Just then a lawyer stood up to test Jesus. “Teacher,” he said, “what must I do to inherit eternal life?” 26 He said to him, “What is written in the law? What do you read there?” 27 He answered, “You shall love the Lord your God with all your heart, and with all your soul, and with all your strength, and with all your mind; and your neighbor as yourself.” 28 And he said to him, “You have given the right answer; do this, and you will live.” 29 But wanting to justify himself, he asked Jesus, “And who is my neighbor?” 30 Jesus replied, “A man was going down from Jerusalem to Jericho, and fell into the hands of robbers, who stripped him, beat him, and went away, leaving him half dead. 31 Now by chance a priest was going down that road; and when he saw him, he passed by on the other side. 32 So likewise a Levite, when he came to the place and saw him, passed by on the other side. 33 But a Samaritan while traveling came near him; and when he saw him, he was moved with pity. 34 He went to him and bandaged his wounds, having poured oil and wine on them.
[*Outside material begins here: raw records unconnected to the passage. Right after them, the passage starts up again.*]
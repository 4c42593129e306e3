use std::{sync::Arc, time::Duration};

use accrual_client::AccrualApi;
use actix_web::{dev::Server, http::KeepAlive, middleware::Logger, App, HttpServer};
use log::*;
use loyalty_engine::SqliteDatabase;

use crate::{config::ServerConfig, errors::ServerError, reconciliation::Reconciler, routes::health};

/// Opens the database, starts the reconciliation engine and serves the health endpoint until the process receives a
/// termination signal. The reconciler is shut down gracefully before returning.
pub async fn run_server(config: ServerConfig) -> Result<(), ServerError> {
    let db = SqliteDatabase::new_with_url(&config.database_url, config.max_db_connections).await?;
    db.run_migrations().await?;
    let client = AccrualApi::new(config.accrual.clone())?;
    let srv = create_server_instance(&config)?;
    info!("🚀️ Listening on {}. Accrual service at {}", config.run_address, config.accrual.base_url);
    let reconciler = Reconciler::start(Arc::new(db.clone()), Arc::new(client), &config.reconciler);
    let result = srv.await;
    reconciler.shutdown().await;
    db.close().await;
    result.map_err(|e| ServerError::InitializeError(e.to_string()))
}

pub fn create_server_instance(config: &ServerConfig) -> Result<Server, ServerError> {
    let srv = HttpServer::new(move || {
        App::new().wrap(Logger::new("%t (%D ms) %s %a %{Host}i %U").log_target("loyalty::access_log")).service(health)
    })
    .keep_alive(KeepAlive::Timeout(Duration::from_secs(600)))
    .bind(config.run_address.as_str())?
    .run();
    Ok(srv)
}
Then he put him on his own animal, brought him to an inn, and took care of him. 35 The next day he took out two denarii, gave them to the innkeeper, and said, “Take care of him; and when I come back, I will repay you whatever more you spend.’ 36 Which of these three, do you think, was a neighbor to the man who fell into the hands of the robbers?” 37 He said, “The one who showed him mercy.” Jesus said to him, “Go and do likewise.”

Scripture quotations are from the New Revised Standard Version Bible, copyright 1989, Division of Christian Education of the National Council of the Churches of Christ in the United States of America. Used by permission. All rights reserved.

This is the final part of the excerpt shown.